TASK BRIEF: Copy out all lines in the material below that contain the string "match".

SOURCE MATERIAL:
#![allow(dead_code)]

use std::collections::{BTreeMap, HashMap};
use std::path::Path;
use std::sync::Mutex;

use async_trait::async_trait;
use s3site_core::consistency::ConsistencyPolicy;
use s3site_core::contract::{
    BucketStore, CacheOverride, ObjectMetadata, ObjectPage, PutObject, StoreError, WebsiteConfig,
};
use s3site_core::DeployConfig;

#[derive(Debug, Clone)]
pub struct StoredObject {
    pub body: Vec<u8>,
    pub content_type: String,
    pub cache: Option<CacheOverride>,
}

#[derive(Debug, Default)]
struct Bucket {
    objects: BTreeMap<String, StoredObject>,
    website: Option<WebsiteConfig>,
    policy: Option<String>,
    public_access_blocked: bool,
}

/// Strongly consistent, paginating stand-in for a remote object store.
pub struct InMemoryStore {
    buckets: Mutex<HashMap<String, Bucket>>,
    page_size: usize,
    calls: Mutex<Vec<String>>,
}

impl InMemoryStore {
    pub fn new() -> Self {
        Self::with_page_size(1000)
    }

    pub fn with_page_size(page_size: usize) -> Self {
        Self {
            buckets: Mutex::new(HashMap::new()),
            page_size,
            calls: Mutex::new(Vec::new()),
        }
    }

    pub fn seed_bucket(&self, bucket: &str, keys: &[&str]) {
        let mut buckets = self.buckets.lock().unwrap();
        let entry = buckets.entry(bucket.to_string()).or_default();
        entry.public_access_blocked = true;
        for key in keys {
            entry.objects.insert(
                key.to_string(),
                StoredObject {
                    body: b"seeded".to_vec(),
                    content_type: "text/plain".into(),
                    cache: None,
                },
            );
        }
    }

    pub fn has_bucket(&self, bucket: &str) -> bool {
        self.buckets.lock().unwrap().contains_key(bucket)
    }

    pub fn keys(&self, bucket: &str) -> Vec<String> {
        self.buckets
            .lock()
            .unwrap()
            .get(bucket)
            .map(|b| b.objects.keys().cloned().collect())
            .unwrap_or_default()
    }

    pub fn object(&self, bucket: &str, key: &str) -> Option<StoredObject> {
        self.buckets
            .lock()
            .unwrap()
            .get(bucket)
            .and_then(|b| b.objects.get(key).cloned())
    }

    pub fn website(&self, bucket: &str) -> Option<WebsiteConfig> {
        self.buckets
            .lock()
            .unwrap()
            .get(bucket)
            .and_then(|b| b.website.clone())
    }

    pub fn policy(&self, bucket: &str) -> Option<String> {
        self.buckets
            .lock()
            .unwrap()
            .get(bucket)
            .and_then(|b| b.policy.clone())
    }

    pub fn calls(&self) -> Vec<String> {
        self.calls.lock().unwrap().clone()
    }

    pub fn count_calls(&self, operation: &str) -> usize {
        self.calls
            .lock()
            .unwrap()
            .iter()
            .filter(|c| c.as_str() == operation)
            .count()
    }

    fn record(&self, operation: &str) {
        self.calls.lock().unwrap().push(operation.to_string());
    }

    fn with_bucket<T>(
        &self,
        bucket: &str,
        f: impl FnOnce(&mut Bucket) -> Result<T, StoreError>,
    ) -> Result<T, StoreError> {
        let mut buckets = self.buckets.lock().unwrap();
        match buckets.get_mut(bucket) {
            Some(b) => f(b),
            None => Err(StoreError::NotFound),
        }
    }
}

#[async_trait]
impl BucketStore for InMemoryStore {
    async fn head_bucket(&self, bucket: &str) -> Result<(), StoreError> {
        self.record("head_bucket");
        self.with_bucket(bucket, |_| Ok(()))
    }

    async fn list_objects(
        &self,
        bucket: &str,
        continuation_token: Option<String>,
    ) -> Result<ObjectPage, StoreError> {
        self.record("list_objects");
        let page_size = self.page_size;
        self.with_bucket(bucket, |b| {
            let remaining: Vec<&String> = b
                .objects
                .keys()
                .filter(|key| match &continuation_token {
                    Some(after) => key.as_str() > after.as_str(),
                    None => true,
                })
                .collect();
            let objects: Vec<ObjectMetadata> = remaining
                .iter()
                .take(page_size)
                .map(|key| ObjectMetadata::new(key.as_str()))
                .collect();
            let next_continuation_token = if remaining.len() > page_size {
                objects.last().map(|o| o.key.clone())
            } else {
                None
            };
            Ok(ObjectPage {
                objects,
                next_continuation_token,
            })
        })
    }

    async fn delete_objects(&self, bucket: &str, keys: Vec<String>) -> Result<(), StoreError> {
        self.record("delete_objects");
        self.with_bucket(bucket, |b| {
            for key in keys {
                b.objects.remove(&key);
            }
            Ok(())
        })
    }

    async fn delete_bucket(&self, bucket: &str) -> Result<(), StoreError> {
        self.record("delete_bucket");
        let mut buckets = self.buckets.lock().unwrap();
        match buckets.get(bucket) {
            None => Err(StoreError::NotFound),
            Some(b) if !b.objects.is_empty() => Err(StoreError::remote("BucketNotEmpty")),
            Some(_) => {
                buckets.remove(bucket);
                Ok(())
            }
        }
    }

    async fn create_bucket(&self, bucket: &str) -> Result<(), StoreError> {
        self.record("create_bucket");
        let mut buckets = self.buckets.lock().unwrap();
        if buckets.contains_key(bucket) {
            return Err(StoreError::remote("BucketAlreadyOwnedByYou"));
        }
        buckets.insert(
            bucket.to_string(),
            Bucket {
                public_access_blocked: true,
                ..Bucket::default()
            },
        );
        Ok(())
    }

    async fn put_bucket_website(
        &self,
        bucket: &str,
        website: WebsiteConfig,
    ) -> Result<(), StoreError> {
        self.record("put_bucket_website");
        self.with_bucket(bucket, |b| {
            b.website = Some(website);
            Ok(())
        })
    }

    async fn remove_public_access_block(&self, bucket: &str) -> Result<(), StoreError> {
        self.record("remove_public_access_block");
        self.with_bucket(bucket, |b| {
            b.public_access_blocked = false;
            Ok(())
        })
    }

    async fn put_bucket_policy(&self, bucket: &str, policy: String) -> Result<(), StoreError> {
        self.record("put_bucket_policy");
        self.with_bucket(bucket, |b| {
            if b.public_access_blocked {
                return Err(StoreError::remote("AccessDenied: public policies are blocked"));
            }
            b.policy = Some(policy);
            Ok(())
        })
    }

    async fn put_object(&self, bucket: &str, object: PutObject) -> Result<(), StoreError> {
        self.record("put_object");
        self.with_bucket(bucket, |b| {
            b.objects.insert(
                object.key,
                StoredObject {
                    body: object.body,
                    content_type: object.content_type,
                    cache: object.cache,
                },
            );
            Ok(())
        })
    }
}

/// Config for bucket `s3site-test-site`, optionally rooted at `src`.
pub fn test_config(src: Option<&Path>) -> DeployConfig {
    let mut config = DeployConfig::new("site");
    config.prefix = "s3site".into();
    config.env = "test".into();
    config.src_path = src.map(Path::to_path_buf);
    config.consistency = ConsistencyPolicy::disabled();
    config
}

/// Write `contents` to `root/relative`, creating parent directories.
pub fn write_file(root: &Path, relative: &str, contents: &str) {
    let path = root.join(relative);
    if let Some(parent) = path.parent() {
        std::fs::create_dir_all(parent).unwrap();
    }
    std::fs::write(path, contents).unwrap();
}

EXERCISE RESPONSE:
        match buckets.get_mut(bucket) {
                .filter(|key| match &continuation_token {
        match buckets.get(bucket) {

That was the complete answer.